Giovedì, 21 Ottobre 2021
La misura per le famiglie

Assegno temporaneo per i figli: slitta il termine per avere gli arretrati

Il termine per la presentazione delle domanda con effetti retroattivi è stato spostato al 31 ottobre. L'assegno potrà comunque essere richiesto fino al 31 dicembre, ma senza ricevere le mensilità precedenti

Il Consiglio dei ministri ha prorogato alla data del 31 ottobre 2021 i termini, precedentemente fissati al 30 settembre 2021, per la presentazione delle domande di assegno temporaneo per i figli con effetti retroattivi dal 1° luglio 2021. E' quanto si legge nella nota del Cdm a proposito del decreto approvato su giustizia e proroghe. Ad oggi l'assegno veniva riconosciuto dal mese di luglio 2021 solo a chi ne avesse fatto richiesta entro il 30 settembre. A quanto pare però la scadenza è slittata di un mese. La domanda può essere presenata fino al 31 dicembre 2021, ma per i ritardatari "la prestazione sarà riconosciuta a partire dal primo giorno del mese di presentazione della domanda".

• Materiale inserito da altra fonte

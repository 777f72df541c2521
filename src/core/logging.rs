//! Logging initialization and startup diagnostics
//!
//! This module provides:
//! - Logger initialization (console + file)
//! - A startup report of which credential source downloads will use

use anyhow::Result;
use simplelog::*;
use std::path::Path;

use crate::core::config;
use crate::download::cookies::CookieStore;

const BANNER: &str = "━━━━━━━━━━━━━━━━━━━━━━━━━━━━━━━━━━━━━━━━━━━━━━━━━━━━━━━━━━━━";

/// Initialize logger for both console and file output
///
/// # Arguments
/// * `log_file_path` - Path to the log file
/// * `verbose` - Show debug output on the console
pub fn init_logger(log_file_path: &Path, verbose: bool) -> Result<()> {
    if let Some(parent) = log_file_path.parent() {
        fs_err::create_dir_all(parent)?;
    }
    let log_file = fs_err::File::create(log_file_path)
        .map_err(|e| anyhow::anyhow!("Failed to create log file: {}", e))?;

    let console_level = if verbose { LevelFilter::Debug } else { LevelFilter::Warn };

    CombinedLogger::init(vec![
        TermLogger::new(console_level, Config::default(), TerminalMode::Stderr, ColorChoice::Auto),
        WriteLogger::new(LevelFilter::Debug, Config::default(), log_file),
    ])
    .map_err(|e| anyhow::anyhow!("Failed to initialize logger: {}", e))?;

    Ok(())
}

/// Which credential source the next download will use.
#[derive(Debug, Clone, PartialEq, Eq)]
pub enum CookieSetup {
    Browser(String),
    File(std::path::PathBuf),
    Missing,
}

/// Works out the credential setup the same way a download resolves it:
/// browser first when enabled, then a non-empty cookie file.
pub fn cookie_setup(store: &CookieStore, use_browser: bool) -> CookieSetup {
    if use_browser && !config::YTDL_COOKIES_BROWSER.is_empty() {
        CookieSetup::Browser(config::YTDL_COOKIES_BROWSER.clone())
    } else if store.exists_non_empty() {
        CookieSetup::File(store.path().to_path_buf())
    } else {
        CookieSetup::Missing
    }
}

/// Logs the credential configuration at startup
pub fn log_cookies_configuration(store: &CookieStore, use_browser: bool) -> CookieSetup {
    log::info!("{}", BANNER);
    log::info!("🍪 Cookies Configuration Check");
    log::info!("{}", BANNER);

    let setup = cookie_setup(store, use_browser);
    match &setup {
        CookieSetup::Browser(browser) => {
            log::info!("✅ Cookies from browser: {}", browser);
        }
        CookieSetup::File(path) => {
            log::info!("✅ Cookies file: {}", path.display());
        }
        CookieSetup::Missing => {
            log::warn!("⚠️  No cookies configured ({} missing or empty)", store.path().display());
            log::warn!("   Public videos work; members-only and age-restricted ones will not.");
            log::warn!("💡 Export cookies.txt from your browser, then: ytgrab cookies set <file>");
        }
    }
    log::info!("{}", BANNER);
    setup
}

La notizia è stata accolta con favore dall'Inps che ha definito utile l'ipotesi di una proroga del termine di legge. Alla data di ieri, 28 settembre, le domande pervenute risultano 492.000 pari a 853.000 assegni per minori. In relazione a questi ultimi, sono stati pagati 328.00 assegni e oltre 200.000 sono già stati autorizzati al pagamento.

Inoltre, entro il prossimo 5 ottobre è prevista l'autorizzazione al pagamento di ulteriori 180.000 assegni, a termine delle verifiche sulle compatibilità con gli ANF. In totale, si tratta di circa 710.000 assegni per i figli pagati o in corso di pagamento, pari al 90% delle richieste di assegno pervenute nei primi tre mesi. Sono state anche avviate a pagamento le seconde e terze mensilità delle situazioni già autorizzate.

Infine, rispetto a quanto pervenuto, circa 45.000 richieste di assegno risultano cancellate dagli stessi utenti per mancanza di requisiti. Non incluse nel computo e già mandate in pagamento sono 328.000 integrazioni per i minori di nuclei percettori di RdC, avviate in automatico senza necessità della domanda e a seguito di verifica Inps.

A chi spetta l'assegno unico e come fare domanda

L'assegno ponte spetta alle famiglie con figli di età compresa tra zero e 18 anni che hanno un Isee fino a 50mila euro. È riservato ai lavoratori autonomi, partite Iva e disoccupati. Per riceverlo occorre:

  • essere soggetti al pagamento dell'imposta sul reddito in Italia;
  • non essere percettori degli assegni al nucleo familiare (Anf);
  • essere cittadino italiano, di uno Stato membro dell’Unione europea o essere titolare del diritto di soggiorno.

Come spiegavamo sopra, chi farà domanda entro il 30 settembre 2021 potrà beneficiare anche delle due mensilità arretrate di luglio e agosto. Le domande presentate dal 1° ottobre, invece, daranno diritto all'assegno a partire dal mese in cui la domanda è stata inoltrata.

Per ricevere l'assegno unico la domanda è obbligatoria. Può essere inoltrata all'Inps tramite il portale web, entrando nell’area del sito con Spid, carta di identità elettronica (Cie) o carta nazionale dei servizi (Cns) e pin, oppure tramite Caf o patronati. Gli importi? La cifra varia in base all'Isee e al numero di figli. Va da circa 168 euro mensili a figlio per chi ha un Isee fino a 7.000 euro, a circa 30 euro per chi ha un Isee di 50.000 euro. Gli importi sono maggiorati per chi ha 3 o più figli o figli disabili.